Before Hill—who has worked for libraries for more than 20 years—moved to Chattanooga she’d been the interim director of the Dallas Public Library for 18 months. Dallas clearly had no idea who they had in Hill. A petite blonde, Hill gives the impression of a quiet, retiring personality, but spend five minutes in her company, and it’s plain that she isn’t someone prone to sit and wait. She wants the world and wants it now. Yesterday, if possible. Communicating an intense sense of urgency, she talked almost non-stop for over an hour about her vision for the library. And no wonder. Since the 1980s public libraries, including Chattanooga’s library, have allowed the world to pass them by. People instead to preferred to pay for books at Barnes & Noble, Borders and Amazon—and more recently the online—the way previous generations made use of the library. Hill is determined to get them back, starting with children.
One of the projects that most excites her is the new library planned for East Brainerd. She’s helping design it, and her ideas are a taste of the what she has in mind for the downtown library’s massive four floors, which each measure 218,000 square feet. The children’s section in the planned library is designed with real children in mind. Gone is the cliched grey-bunned, tut-tutting prim librarian bossing her young charges, hushing them into submission and forcing them to read what she thinks is appropriate. Hill envisions the children’s library as a romper room where they can sit within the stacks in comfortable little nooks and curl up with a book. “The children are allowed to climb on the shelves because that’s what they want to do anyway,” she said, smiling at the notion that a library should impose quietude and discipline.
But even before they can read she wants to introduce them to a program called “Baby Bounce.” Hill bristles at the notion that stores like Barnes & Noble think they can wrest the care and intellectual feeding of pre-schoolers away from librarians trained for a task that requires more than the ability to lead the children in a few games. The little ones are encouraged to look at the library as a place to play, while the librarians ensure first that they’re learning essential motor skills, and later the literacy essential for success. “We’re raising a generation of children who are ready to learn,” she said.

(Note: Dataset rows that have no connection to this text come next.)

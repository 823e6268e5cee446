//! Native transport for the Supabase client using reqwest

use reqwest::Client;
use shared::supabase::{HttpRequest, HttpResponse, Method, SupabaseApi, Transport};
use shared::{ApiClientConfig, ApiError};

/// The API used by the command line
pub type NativeApi = SupabaseApi<ReqwestTransport>;

pub fn native_api(config: ApiClientConfig) -> Result<NativeApi, ApiError> {
    Ok(SupabaseApi::new(config, ReqwestTransport::new()?))
}

#[derive(Debug, Clone)]
pub struct ReqwestTransport {
    client: Client,
}

impl ReqwestTransport {
    pub fn new() -> Result<Self, ApiError> {
        let client = Client::builder()
            .user_agent(concat!("studyflow-cli/", env!("CARGO_PKG_VERSION")))
            .build()
            .map_err(|e| ApiError::Network(e.to_string()))?;
        Ok(Self { client })
    }
}

fn http_method(method: Method) -> reqwest::Method {
    match method {
        Method::Get => reqwest::Method::GET,
        Method::Post => reqwest::Method::POST,
        Method::Patch => reqwest::Method::PATCH,
        Method::Delete => reqwest::Method::DELETE,
    }
}

impl Transport for ReqwestTransport {
    async fn send(&self, request: HttpRequest) -> Result<HttpResponse, ApiError> {
        let mut builder = self
            .client
            .request(http_method(request.method), &request.url);
        for (name, value) in &request.headers {
            builder = builder.header(name.as_str(), value.as_str());
        }
        if let Some(body) = request.body {
            builder = builder.body(body);
        }

        tracing::debug!("{} {}", request.method.as_str(), request.url);
        let response = builder
            .send()
            .await
            .map_err(|e| ApiError::Network(e.to_string()))?;

        let status = response.status().as_u16();
        let body = response
            .bytes()
            .await
            .map_err(|e| ApiError::Network(e.to_string()))?
            .to_vec();

        Ok(HttpResponse { status, body })
    }
}

#[cfg(test)]
mod tests {
    use super::*;

    #[test]
    fn test_method_mapping() {
        assert_eq!(http_method(Method::Get), reqwest::Method::GET);
        assert_eq!(http_method(Method::Post), reqwest::Method::POST);
        assert_eq!(http_method(Method::Patch), reqwest::Method::PATCH);
        assert_eq!(http_method(Method::Delete), reqwest::Method::DELETE);
    }

    #[tokio::test]
    async fn test_unreachable_server_is_network_error() {
        let transport = ReqwestTransport::new().unwrap();
        let request = HttpRequest::new(Method::Get, "http://127.0.0.1:9/rest/v1/subjects");
        let err = transport.send(request).await.unwrap_err();
        assert!(matches!(err, ApiError::Network(_)));
    }
}
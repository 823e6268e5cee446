mod confirm_modal;
mod progress_bar;
mod timer_widget;

pub use confirm_modal::{ConfirmModal, PendingConfirm};
pub use progress_bar::ProgressBar;
pub use timer_widget::TimerWidget;
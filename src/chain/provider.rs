//! Chain provider with multi-RPC support and endpoint failover

use super::ChainClient;
use crate::config::NetworkConfig;
use crate::error::{GatewayError, GatewayResult};

use async_trait::async_trait;
use ethers::prelude::*;
use ethers::providers::{Http, Provider, RpcError};
use std::sync::atomic::{AtomicU64, AtomicUsize, Ordering};
use std::sync::Arc;
use std::time::Duration;
use tracing::{debug, warn};

/// Outbound RPC request counter shared between a provider and its connector
#[derive(Debug, Default)]
pub struct RequestCounter {
    count: AtomicU64,
}

impl RequestCounter {
    pub fn new() -> Arc<Self> {
        Arc::new(Self::default())
    }

    pub fn increment(&self) {
        self.count.fetch_add(1, Ordering::Relaxed);
    }

    pub fn get(&self) -> u64 {
        self.count.load(Ordering::Relaxed)
    }

    /// Read and reset in one step
    pub fn take(&self) -> u64 {
        self.count.swap(0, Ordering::Relaxed)
    }
}

/// Multi-provider wrapper with automatic failover
pub struct ChainProvider {
    /// Network name, used for logs and metric labels
    network: String,
    chain_id: u64,
    supports_priority_fee: bool,
    /// HTTP providers (multiple for failover)
    http_providers: Vec<Provider<Http>>,
    /// Current active provider index
    current_provider: AtomicUsize,
    requests: Arc<RequestCounter>,
}

impl ChainProvider {
    /// Create a new chain provider
    pub fn new(
        network: &str,
        config: &NetworkConfig,
        requests: Arc<RequestCounter>,
    ) -> GatewayResult<Self> {
        let mut http_providers = Vec::new();

        for url in &config.node_urls {
            match Provider::<Http>::try_from(url.as_str()) {
                Ok(provider) => {
                    let provider = provider.interval(Duration::from_millis(100));
                    http_providers.push(provider);
                    debug!("Added HTTP provider for {}: {}", network, url);
                }
                Err(e) => {
                    warn!("Failed to create provider for {}: {}", url, e);
                }
            }
        }

        if http_providers.is_empty() {
            return Err(GatewayError::Config(format!(
                "No valid node URLs for network {}",
                network
            )));
        }

        Ok(Self {
            network: network.to_string(),
            chain_id: config.chain_id,
            supports_priority_fee: config.priority_fee,
            http_providers,
            current_provider: AtomicUsize::new(0),
            requests,
        })
    }

    /// Get the active HTTP provider, counting the request it is about to serve
    fn http(&self) -> &Provider<Http> {
        self.requests.increment();
        crate::metrics::record_rpc_request(&self.network);
        let idx = self.current_provider.load(Ordering::Relaxed);
        &self.http_providers[idx % self.http_providers.len()]
    }

    /// Switch to next available provider for subsequent requests
    fn failover(&self) {
        if self.http_providers.len() < 2 {
            return;
        }
        let current = self.current_provider.load(Ordering::Relaxed);
        let next = (current + 1) % self.http_providers.len();
        self.current_provider.store(next, Ordering::Relaxed);
        warn!("Network {} failover to provider {}", self.network, next);
    }

    /// Rotate away from an endpoint that failed at the transport level.
    ///
    /// The failed call itself is not retried; callers own retry policy.
    fn observe<T>(&self, result: Result<T, ProviderError>) -> Result<T, ProviderError> {
        if let Err(e) = &result {
            if !RpcError::is_error_response(e) {
                self.failover();
            }
        }
        result
    }
}

#[async_trait]
impl ChainClient for ChainProvider {
    fn chain_id(&self) -> u64 {
        self.chain_id
    }

    fn supports_priority_fee(&self) -> bool {
        self.supports_priority_fee
    }

    async fn block_number(&self) -> Result<u64, ProviderError> {
        let result = self.http().get_block_number().await.map(|b| b.as_u64());
        self.observe(result)
    }

    async fn base_fee(&self) -> Result<U256, ProviderError> {
        let result = self.http().get_gas_price().await;
        self.observe(result)
    }

    async fn priority_fee(&self) -> Result<U256, ProviderError> {
        let result = self
            .http()
            .request::<_, U256>("eth_maxPriorityFeePerGas", ())
            .await;
        self.observe(result)
    }

    async fn transaction(&self, hash: H256) -> Result<Option<Transaction>, ProviderError> {
        let result = self.http().get_transaction(hash).await;
        self.observe(result)
    }

    async fn transaction_receipt(
        &self,
        hash: H256,
    ) -> Result<Option<TransactionReceipt>, ProviderError> {
        let result = self.http().get_transaction_receipt(hash).await;
        self.observe(result)
    }

    async fn transaction_count(&self, address: Address) -> Result<u64, ProviderError> {
        let result = self
            .http()
            .get_transaction_count(address, Some(BlockNumber::Pending.into()))
            .await
            .map(|n| n.as_u64());
        self.observe(result)
    }

    async fn send_raw_transaction(&self, raw: Bytes) -> Result<H256, ProviderError> {
        let result = self
            .http()
            .send_raw_transaction(raw)
            .await
            .map(|pending| pending.tx_hash());
        self.observe(result)
    }
}

#[cfg(test)]
mod tests {
    use super::*;

    fn network_config(urls: &[&str]) -> NetworkConfig {
        NetworkConfig {
            chain_id: 49797,
            node_urls: urls.iter().map(|u| u.to_string()).collect(),
            native_currency_symbol: "tNRG".to_string(),
            gas_price_refresh_interval: None,
            priority_fee: false,
        }
    }

    #[test]
    fn test_request_counter_take_resets() {
        let counter = RequestCounter::new();
        counter.increment();
        counter.increment();
        assert_eq!(counter.get(), 2);
        assert_eq!(counter.take(), 2);
        assert_eq!(counter.get(), 0);
    }

    #[test]
    fn test_rejects_when_no_url_parses() {
        let result = ChainProvider::new("testnet", &network_config(&["not a url"]), RequestCounter::new());
        assert!(matches!(result, Err(GatewayError::Config(_))));
    }

    #[test]
    fn test_failover_rotates_and_counts_requests() {
        let counter = RequestCounter::new();
        let provider = ChainProvider::new(
            "testnet",
            &network_config(&["http://127.0.0.1:8545", "http://127.0.0.1:8546"]),
            counter.clone(),
        )
        .unwrap();

        assert_eq!(provider.chain_id(), 49797);
        assert!(!provider.supports_priority_fee());

        let _ = provider.http();
        provider.failover();
        assert_eq!(provider.current_provider.load(Ordering::Relaxed), 1);
        provider.failover();
        assert_eq!(provider.current_provider.load(Ordering::Relaxed), 0);
        assert_eq!(counter.get(), 1);
    }
}
//! Transaction poll engine
//!
//! Every poll is a fresh read of the node: current block, transaction body
//! and receipt. Nothing is remembered between polls, so the engine is
//! restart-safe and never disagrees with the chain about what it has seen.
//!
//! A hash the node does not know comes back as `(None, None)`. That covers
//! a transaction that was never broadcast, one evicted from the mempool,
//! and one superseded by a same-nonce replacement. These cases are not
//! distinguished.

use crate::chain::ChainClient;
use crate::error::{GatewayError, GatewayResult};

use ethers::types::{Transaction, TransactionReceipt, H256, U256, U64};
use serde::Serialize;
use std::sync::Arc;
use tracing::debug;

/// Gas used above this percentage of the gas limit marks a failed
/// transaction as out of gas rather than reverted
const OUT_OF_GAS_PERCENT: u64 = 90;

/// Why a mined transaction failed
#[derive(Debug, Clone, Copy, PartialEq, Eq, Serialize)]
#[serde(rename_all = "snake_case")]
pub enum FailureKind {
    OutOfGas,
    Reverted,
}

/// Classified transaction status
#[derive(Debug, Clone, Copy, PartialEq, Eq)]
pub enum TxStatus {
    /// Unknown to the node: never broadcast, dropped, or replaced
    Unknown,
    /// Seen by the node but not yet mined or indexed
    Pending,
    Confirmed,
    Failed(FailureKind),
}

impl TxStatus {
    /// Numeric status reported to API clients
    pub fn code(&self) -> i8 {
        match self {
            TxStatus::Unknown => -1,
            TxStatus::Failed(_) => 0,
            TxStatus::Confirmed => 1,
            TxStatus::Pending => 2,
        }
    }

    pub fn label(&self) -> &'static str {
        match self {
            TxStatus::Unknown => "unknown",
            TxStatus::Pending => "pending",
            TxStatus::Confirmed => "confirmed",
            TxStatus::Failed(FailureKind::OutOfGas) => "out_of_gas",
            TxStatus::Failed(FailureKind::Reverted) => "reverted",
        }
    }

    pub fn is_terminal(&self) -> bool {
        matches!(self, TxStatus::Confirmed | TxStatus::Failed(_))
    }
}

/// Chain state for one hash at the moment it was polled
#[derive(Debug, Clone, Serialize)]
#[serde(rename_all = "camelCase")]
pub struct PollResult {
    pub current_block_number: u64,
    pub transaction_data: Option<Transaction>,
    pub transaction_receipt: Option<TransactionReceipt>,
}

impl PollResult {
    pub fn status(&self) -> TxStatus {
        let receipt = match &self.transaction_receipt {
            Some(receipt) => receipt,
            None if self.transaction_data.is_some() => return TxStatus::Pending,
            None => return TxStatus::Unknown,
        };

        if receipt.status == Some(U64::one()) {
            return TxStatus::Confirmed;
        }

        if self.ran_out_of_gas(receipt) {
            TxStatus::Failed(FailureKind::OutOfGas)
        } else {
            TxStatus::Failed(FailureKind::Reverted)
        }
    }

    fn ran_out_of_gas(&self, receipt: &TransactionReceipt) -> bool {
        let (Some(gas_used), Some(data)) = (receipt.gas_used, &self.transaction_data) else {
            return false;
        };
        if data.gas.is_zero() {
            return false;
        }
        gas_used >= data.gas
            || gas_used.saturating_mul(U256::from(100))
                > data.gas.saturating_mul(U256::from(OUT_OF_GAS_PERCENT))
    }

    /// Turn a mined failure into its error; other statuses pass through
    pub fn into_outcome(self, tx_hash: H256) -> GatewayResult<(TxStatus, PollResult)> {
        let status = self.status();
        let gas_used = self
            .transaction_receipt
            .as_ref()
            .and_then(|r| r.gas_used)
            .map(|g| g.low_u64())
            .unwrap_or_default();

        match status {
            TxStatus::Failed(FailureKind::OutOfGas) => Err(GatewayError::OutOfGas {
                tx_hash,
                gas_used,
                gas_limit: self
                    .transaction_data
                    .as_ref()
                    .map(|d| d.gas.low_u64())
                    .unwrap_or_default(),
            }),
            TxStatus::Failed(FailureKind::Reverted) => {
                Err(GatewayError::ExecutionReverted { tx_hash, gas_used })
            }
            _ => Ok((status, self)),
        }
    }
}

/// Stateless reconciler of transaction hashes against one network
pub struct TransactionTracker {
    network: String,
    client: Arc<dyn ChainClient>,
}

impl TransactionTracker {
    pub fn new(network: &str, client: Arc<dyn ChainClient>) -> Self {
        Self {
            network: network.to_string(),
            client,
        }
    }

    /// Read the current chain view of `hash`. RPC failures are classified and
    /// returned, never retried.
    pub async fn poll(&self, hash: H256) -> GatewayResult<PollResult> {
        let current_block_number = self
            .client
            .block_number()
            .await
            .map_err(|e| GatewayError::from_provider(&self.network, &e))?;

        let transaction_data = self
            .client
            .transaction(hash)
            .await
            .map_err(|e| GatewayError::from_provider(&self.network, &e))?;

        let transaction_receipt = self
            .client
            .transaction_receipt(hash)
            .await
            .map_err(|e| GatewayError::from_provider(&self.network, &e))?;

        let result = PollResult {
            current_block_number,
            transaction_data,
            transaction_receipt,
        };

        debug!(
            "Polled {:?} on {} at block {}: {}",
            hash,
            self.network,
            current_block_number,
            result.status().label()
        );

        Ok(result)
    }
}
//! Chain module - the node-facing RPC boundary
//!
//! This module provides:
//! - The `ChainClient` trait the gateway core is written against
//! - An ethers-backed multi-RPC provider with automatic failover
//! - Per-connector outbound request counting

pub mod provider;

pub use provider::{ChainProvider, RequestCounter};

use async_trait::async_trait;
use ethers::providers::ProviderError;
use ethers::types::{Address, Bytes, Transaction, TransactionReceipt, H256, U256};

#[cfg(test)]
use mockall::automock;

/// JSON-RPC operations the gateway needs from a node
#[cfg_attr(test, automock)]
#[async_trait]
pub trait ChainClient: Send + Sync {
    fn chain_id(&self) -> u64;

    /// Whether the node answers `eth_maxPriorityFeePerGas`
    fn supports_priority_fee(&self) -> bool;

    async fn block_number(&self) -> Result<u64, ProviderError>;

    /// Prevailing gas price in wei (`eth_gasPrice`)
    async fn base_fee(&self) -> Result<U256, ProviderError>;

    /// Suggested priority fee in wei (`eth_maxPriorityFeePerGas`)
    async fn priority_fee(&self) -> Result<U256, ProviderError>;

    async fn transaction(&self, hash: H256) -> Result<Option<Transaction>, ProviderError>;

    async fn transaction_receipt(
        &self,
        hash: H256,
    ) -> Result<Option<TransactionReceipt>, ProviderError>;

    /// Pending transaction count for an address
    async fn transaction_count(&self, address: Address) -> Result<u64, ProviderError>;

    async fn send_raw_transaction(&self, raw: Bytes) -> Result<H256, ProviderError>;
}
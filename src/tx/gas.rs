//! Gas price oracle with a background refresh loop
//!
//! The oracle serves the last good fee estimate to any number of readers
//! without touching the network. When a refresh interval is configured, a
//! background task asks the node for the base fee (plus the priority fee on
//! networks that expose it) and swaps the estimate in. Failed refreshes keep
//! the previous estimate.

use crate::chain::ChainClient;
use crate::error::{GatewayError, GatewayResult};

use chrono::{DateTime, Utc};
use ethers::types::U256;
use std::sync::{Arc, RwLock};
use std::time::Duration;
use tokio::task::JoinHandle;
use tracing::{debug, info, warn};

/// Wei to gwei
const WEI_TO_GWEI: f64 = 1e-9;

/// Where the current estimate came from
#[derive(Debug, Clone, Copy, PartialEq, Eq)]
pub enum FeeSource {
    Manual,
    Node,
}

/// A fee estimate in gwei per gas
#[derive(Debug, Clone, Copy, PartialEq)]
pub struct FeeEstimate {
    pub value_gwei: f64,
    pub last_updated: DateTime<Utc>,
    pub source: FeeSource,
}

/// Per-network gas price oracle
pub struct GasPriceOracle {
    network: String,
    client: Arc<dyn ChainClient>,
    estimate: RwLock<FeeEstimate>,
    refresh_interval: Option<Duration>,
}

impl GasPriceOracle {
    /// Create an oracle seeded with the manually configured gas price
    pub fn new(
        network: &str,
        client: Arc<dyn ChainClient>,
        manual_gas_price: f64,
        refresh_interval: Option<Duration>,
    ) -> GatewayResult<Self> {
        validate_fee(manual_gas_price)?;

        Ok(Self {
            network: network.to_string(),
            client,
            estimate: RwLock::new(FeeEstimate {
                value_gwei: manual_gas_price,
                last_updated: Utc::now(),
                source: FeeSource::Manual,
            }),
            refresh_interval,
        })
    }

    /// Last known fee in gwei. Never performs I/O.
    pub fn current_fee(&self) -> f64 {
        self.estimate().value_gwei
    }

    pub fn estimate(&self) -> FeeEstimate {
        // The guarded value is plain data, so a poisoned lock still holds a usable estimate
        *self.estimate.read().unwrap_or_else(|e| e.into_inner())
    }

    fn store(&self, gwei: f64, source: FeeSource) {
        let estimate = FeeEstimate {
            value_gwei: gwei,
            last_updated: Utc::now(),
            source,
        };
        *self.estimate.write().unwrap_or_else(|e| e.into_inner()) = estimate;
        crate::metrics::record_gas_price(&self.network, gwei, estimate.last_updated.timestamp());
    }

    /// Ask the node for the prevailing fee (base + priority) in gwei
    pub async fn fetch_fee(&self) -> GatewayResult<f64> {
        let base_fee = self
            .client
            .base_fee()
            .await
            .map_err(|e| GatewayError::from_provider(&self.network, &e))?;

        let priority_fee = if self.client.supports_priority_fee() {
            self.client
                .priority_fee()
                .await
                .map_err(|e| GatewayError::from_provider(&self.network, &e))?
        } else {
            U256::zero()
        };

        let total = base_fee
            .checked_add(priority_fee)
            .ok_or_else(|| self.unusable_fee("fee sum overflows"))?;
        if total.bits() > 128 {
            return Err(self.unusable_fee("fee does not fit in 128 bits"));
        }

        Ok(total.as_u128() as f64 * WEI_TO_GWEI)
    }

    fn unusable_fee(&self, reason: &str) -> GatewayError {
        GatewayError::Unknown {
            network: self.network.clone(),
            message: format!("gas price is unusable: {}", reason),
        }
    }

    /// Run one refresh attempt; on failure the previous estimate stays in place
    pub async fn refresh(&self) -> GatewayResult<f64> {
        match self.fetch_fee().await {
            Ok(gwei) => {
                self.store(gwei, FeeSource::Node);
                debug!("Gas price for {}: {} gwei", self.network, gwei);
                Ok(gwei)
            }
            Err(e) => {
                let stale = self.estimate();
                warn!(
                    "Gas price refresh failed for {}: {} (serving {} gwei from {})",
                    self.network, e, stale.value_gwei, stale.last_updated
                );
                crate::metrics::record_gas_refresh_failure(&self.network);
                Err(e)
            }
        }
    }

    /// Start the refresh loop; returns `None` when refreshing is disabled
    pub fn spawn_refresh(self: &Arc<Self>) -> Option<JoinHandle<()>> {
        let interval = self.refresh_interval?;
        let oracle = Arc::clone(self);
        Some(tokio::spawn(async move { oracle.run(interval).await }))
    }

    /// Refresh, then wait a full interval after the attempt completes.
    ///
    /// Attempts never overlap, so a slow node holds at most one request.
    async fn run(&self, interval: Duration) {
        info!(
            "Gas price refresh for {} every {}s",
            self.network,
            interval.as_secs()
        );
        loop {
            let _ = self.refresh().await;
            tokio::time::sleep(interval).await;
        }
    }
}

fn validate_fee(gwei: f64) -> GatewayResult<()> {
    if !gwei.is_finite() || gwei < 0.0 {
        return Err(GatewayError::Config(format!(
            "gas price must be a non-negative number, got {}",
            gwei
        )));
    }
    Ok(())
}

As Hill sees it, literacy no longer means simply the ability to read words on a page. It means understanding technology, money and pictures. She wants to help children develop a successful relationship with the real world, while inspiring them to delve into their own imaginations.
One of the challenges for any librarian is engaging teenagers. So far, Hill and her staff have been successful in bringing young children back to the library. But teenagers, she said, reject “anything with a structure—they’re too cool for it.” Nevertheless, her goal is to create a “safe place” for teenagers where they “don’t feel they’re being supervised, but are.” With that in mind she envisions turning the fourth floor of the main library into a “creative incubator,” designed to fire the imaginations of middle- and high-school students by using the light-speed computing power developed by EPB. She sees a space where “they can build things, make music, make movies—where they can develop and make things that are their own.”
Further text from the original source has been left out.